• _Work instruction_:
Where does the string "current" occur in the records? Copy each line that holds it.

• _Records_:

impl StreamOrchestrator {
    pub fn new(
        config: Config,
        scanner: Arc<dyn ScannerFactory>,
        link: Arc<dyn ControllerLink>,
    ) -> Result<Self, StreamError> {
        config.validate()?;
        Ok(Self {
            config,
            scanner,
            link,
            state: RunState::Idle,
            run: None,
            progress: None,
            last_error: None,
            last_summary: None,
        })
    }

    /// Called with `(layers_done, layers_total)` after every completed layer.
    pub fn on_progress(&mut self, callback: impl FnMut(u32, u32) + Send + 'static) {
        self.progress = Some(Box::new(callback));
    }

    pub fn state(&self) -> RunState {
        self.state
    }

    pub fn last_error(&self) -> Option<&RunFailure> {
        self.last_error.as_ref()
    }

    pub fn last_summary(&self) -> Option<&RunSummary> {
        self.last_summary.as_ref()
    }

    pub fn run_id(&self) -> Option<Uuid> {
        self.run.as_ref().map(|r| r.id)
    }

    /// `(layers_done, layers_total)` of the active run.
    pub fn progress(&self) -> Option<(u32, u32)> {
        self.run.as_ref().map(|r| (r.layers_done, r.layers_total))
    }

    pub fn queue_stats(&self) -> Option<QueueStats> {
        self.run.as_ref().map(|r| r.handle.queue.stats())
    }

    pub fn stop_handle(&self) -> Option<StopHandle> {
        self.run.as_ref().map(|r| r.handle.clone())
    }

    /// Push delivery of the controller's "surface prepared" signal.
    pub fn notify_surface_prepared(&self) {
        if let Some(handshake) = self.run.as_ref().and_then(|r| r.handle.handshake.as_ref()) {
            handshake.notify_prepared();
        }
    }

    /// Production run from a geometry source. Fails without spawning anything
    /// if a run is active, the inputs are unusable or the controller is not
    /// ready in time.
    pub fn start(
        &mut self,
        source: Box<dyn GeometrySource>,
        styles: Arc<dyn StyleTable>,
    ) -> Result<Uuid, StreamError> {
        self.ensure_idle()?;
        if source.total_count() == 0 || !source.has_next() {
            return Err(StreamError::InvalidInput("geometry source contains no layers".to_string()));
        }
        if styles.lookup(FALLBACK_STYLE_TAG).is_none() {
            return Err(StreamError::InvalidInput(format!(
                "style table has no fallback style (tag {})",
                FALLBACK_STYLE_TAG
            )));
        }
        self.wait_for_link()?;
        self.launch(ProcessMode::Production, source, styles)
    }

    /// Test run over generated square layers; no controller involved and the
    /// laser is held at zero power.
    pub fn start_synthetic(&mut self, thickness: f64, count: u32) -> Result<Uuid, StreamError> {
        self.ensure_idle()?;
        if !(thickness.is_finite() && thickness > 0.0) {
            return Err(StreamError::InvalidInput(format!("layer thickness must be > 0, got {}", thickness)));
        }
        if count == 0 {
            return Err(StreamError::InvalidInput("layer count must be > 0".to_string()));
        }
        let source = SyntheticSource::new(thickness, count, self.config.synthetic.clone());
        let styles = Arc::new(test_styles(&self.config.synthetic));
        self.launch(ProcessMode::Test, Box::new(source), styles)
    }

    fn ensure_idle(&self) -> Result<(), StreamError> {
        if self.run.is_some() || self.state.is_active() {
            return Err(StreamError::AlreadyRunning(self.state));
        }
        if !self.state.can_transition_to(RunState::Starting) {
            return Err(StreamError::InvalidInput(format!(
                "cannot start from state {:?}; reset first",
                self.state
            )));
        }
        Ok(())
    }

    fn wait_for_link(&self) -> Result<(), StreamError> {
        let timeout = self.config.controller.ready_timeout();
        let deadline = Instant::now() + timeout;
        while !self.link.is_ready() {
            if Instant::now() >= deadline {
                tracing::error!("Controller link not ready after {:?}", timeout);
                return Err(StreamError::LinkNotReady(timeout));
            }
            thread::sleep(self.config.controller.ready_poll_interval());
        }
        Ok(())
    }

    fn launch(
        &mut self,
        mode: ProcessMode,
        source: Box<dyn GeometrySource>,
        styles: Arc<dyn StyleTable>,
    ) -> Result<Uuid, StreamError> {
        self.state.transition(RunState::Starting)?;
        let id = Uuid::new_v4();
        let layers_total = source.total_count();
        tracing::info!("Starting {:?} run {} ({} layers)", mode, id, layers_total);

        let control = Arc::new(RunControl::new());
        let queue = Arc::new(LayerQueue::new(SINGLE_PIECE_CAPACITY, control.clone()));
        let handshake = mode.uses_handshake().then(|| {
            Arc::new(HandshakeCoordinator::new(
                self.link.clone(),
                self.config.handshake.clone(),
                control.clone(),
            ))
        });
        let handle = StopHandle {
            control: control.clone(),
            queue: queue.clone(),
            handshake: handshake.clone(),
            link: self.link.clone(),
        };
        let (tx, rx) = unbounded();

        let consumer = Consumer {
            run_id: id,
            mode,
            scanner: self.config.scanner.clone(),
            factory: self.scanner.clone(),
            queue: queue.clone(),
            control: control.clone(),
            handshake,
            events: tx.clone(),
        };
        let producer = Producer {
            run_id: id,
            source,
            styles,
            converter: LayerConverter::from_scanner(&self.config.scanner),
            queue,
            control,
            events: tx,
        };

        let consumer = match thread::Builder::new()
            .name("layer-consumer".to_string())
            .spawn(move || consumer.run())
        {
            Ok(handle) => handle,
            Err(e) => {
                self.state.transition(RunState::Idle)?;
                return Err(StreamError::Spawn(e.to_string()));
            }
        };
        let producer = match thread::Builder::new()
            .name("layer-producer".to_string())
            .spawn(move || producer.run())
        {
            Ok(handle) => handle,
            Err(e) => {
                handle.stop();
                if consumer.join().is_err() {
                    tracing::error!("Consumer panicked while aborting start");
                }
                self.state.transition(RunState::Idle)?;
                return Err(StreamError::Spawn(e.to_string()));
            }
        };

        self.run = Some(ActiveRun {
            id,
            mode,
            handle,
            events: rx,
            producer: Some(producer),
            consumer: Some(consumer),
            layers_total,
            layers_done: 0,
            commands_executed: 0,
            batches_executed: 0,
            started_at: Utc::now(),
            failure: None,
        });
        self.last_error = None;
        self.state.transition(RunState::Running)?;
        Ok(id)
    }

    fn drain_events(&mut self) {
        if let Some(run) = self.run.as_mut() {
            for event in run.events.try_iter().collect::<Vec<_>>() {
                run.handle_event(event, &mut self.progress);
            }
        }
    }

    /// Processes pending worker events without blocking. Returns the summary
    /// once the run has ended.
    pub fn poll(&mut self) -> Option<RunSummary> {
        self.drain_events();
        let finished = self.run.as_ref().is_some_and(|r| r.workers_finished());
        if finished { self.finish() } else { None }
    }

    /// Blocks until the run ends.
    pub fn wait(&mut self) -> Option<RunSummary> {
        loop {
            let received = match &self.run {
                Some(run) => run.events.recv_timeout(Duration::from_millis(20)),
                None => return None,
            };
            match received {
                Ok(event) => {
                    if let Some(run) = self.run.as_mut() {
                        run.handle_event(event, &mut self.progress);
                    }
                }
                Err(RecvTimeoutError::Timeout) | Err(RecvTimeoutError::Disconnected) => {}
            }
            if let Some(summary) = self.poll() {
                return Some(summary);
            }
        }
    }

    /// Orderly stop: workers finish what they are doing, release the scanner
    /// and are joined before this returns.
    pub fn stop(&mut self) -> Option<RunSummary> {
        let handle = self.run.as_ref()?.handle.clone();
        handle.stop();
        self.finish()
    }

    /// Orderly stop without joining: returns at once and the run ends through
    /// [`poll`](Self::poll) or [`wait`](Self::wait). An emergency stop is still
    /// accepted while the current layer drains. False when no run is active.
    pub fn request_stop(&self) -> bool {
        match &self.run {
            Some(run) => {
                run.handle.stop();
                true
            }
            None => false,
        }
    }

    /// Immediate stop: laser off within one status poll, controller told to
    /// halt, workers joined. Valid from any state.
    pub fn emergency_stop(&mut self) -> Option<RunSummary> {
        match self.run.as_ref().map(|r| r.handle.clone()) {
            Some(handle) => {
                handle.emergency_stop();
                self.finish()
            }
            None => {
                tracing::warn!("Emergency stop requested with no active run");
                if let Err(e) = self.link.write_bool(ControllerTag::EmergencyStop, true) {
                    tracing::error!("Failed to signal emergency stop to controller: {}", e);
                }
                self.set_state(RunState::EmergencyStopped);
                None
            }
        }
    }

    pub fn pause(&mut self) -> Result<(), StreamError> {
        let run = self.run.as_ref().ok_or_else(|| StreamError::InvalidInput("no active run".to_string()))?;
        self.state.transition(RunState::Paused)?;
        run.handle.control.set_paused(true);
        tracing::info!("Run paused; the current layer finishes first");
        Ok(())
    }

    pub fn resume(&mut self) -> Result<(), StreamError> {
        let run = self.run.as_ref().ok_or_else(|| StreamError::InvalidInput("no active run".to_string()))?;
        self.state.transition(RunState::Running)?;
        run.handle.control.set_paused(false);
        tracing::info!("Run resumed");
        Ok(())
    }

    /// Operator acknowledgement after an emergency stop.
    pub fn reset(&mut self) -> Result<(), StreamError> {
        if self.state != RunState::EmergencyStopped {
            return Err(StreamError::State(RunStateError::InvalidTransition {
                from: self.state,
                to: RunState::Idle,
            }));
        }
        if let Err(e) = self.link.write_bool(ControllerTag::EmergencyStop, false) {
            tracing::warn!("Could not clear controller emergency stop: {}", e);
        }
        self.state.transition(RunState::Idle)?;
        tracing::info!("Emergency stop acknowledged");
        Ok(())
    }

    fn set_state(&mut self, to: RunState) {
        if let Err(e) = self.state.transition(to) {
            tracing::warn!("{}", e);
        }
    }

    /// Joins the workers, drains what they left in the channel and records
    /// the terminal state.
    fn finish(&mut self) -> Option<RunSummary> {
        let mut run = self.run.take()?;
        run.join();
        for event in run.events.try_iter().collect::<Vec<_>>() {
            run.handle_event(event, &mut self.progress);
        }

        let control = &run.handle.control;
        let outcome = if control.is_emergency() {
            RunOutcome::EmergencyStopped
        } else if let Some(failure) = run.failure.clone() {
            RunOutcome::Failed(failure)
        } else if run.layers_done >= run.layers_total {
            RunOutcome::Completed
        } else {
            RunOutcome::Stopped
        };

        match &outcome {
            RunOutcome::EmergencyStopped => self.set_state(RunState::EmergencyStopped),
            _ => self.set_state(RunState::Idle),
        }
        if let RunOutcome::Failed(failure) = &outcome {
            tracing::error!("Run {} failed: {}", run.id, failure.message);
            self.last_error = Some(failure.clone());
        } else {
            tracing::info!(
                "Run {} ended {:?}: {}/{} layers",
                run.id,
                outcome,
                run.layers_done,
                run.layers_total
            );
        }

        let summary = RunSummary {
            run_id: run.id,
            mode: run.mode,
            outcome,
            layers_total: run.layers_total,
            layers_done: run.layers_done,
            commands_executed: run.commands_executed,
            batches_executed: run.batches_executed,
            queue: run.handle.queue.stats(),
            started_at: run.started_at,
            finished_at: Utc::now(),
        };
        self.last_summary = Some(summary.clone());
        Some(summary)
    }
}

• _Answer space_:
    /// accepted while the current layer drains. False when no run is active.
        tracing::info!("Run paused; the current layer finishes first");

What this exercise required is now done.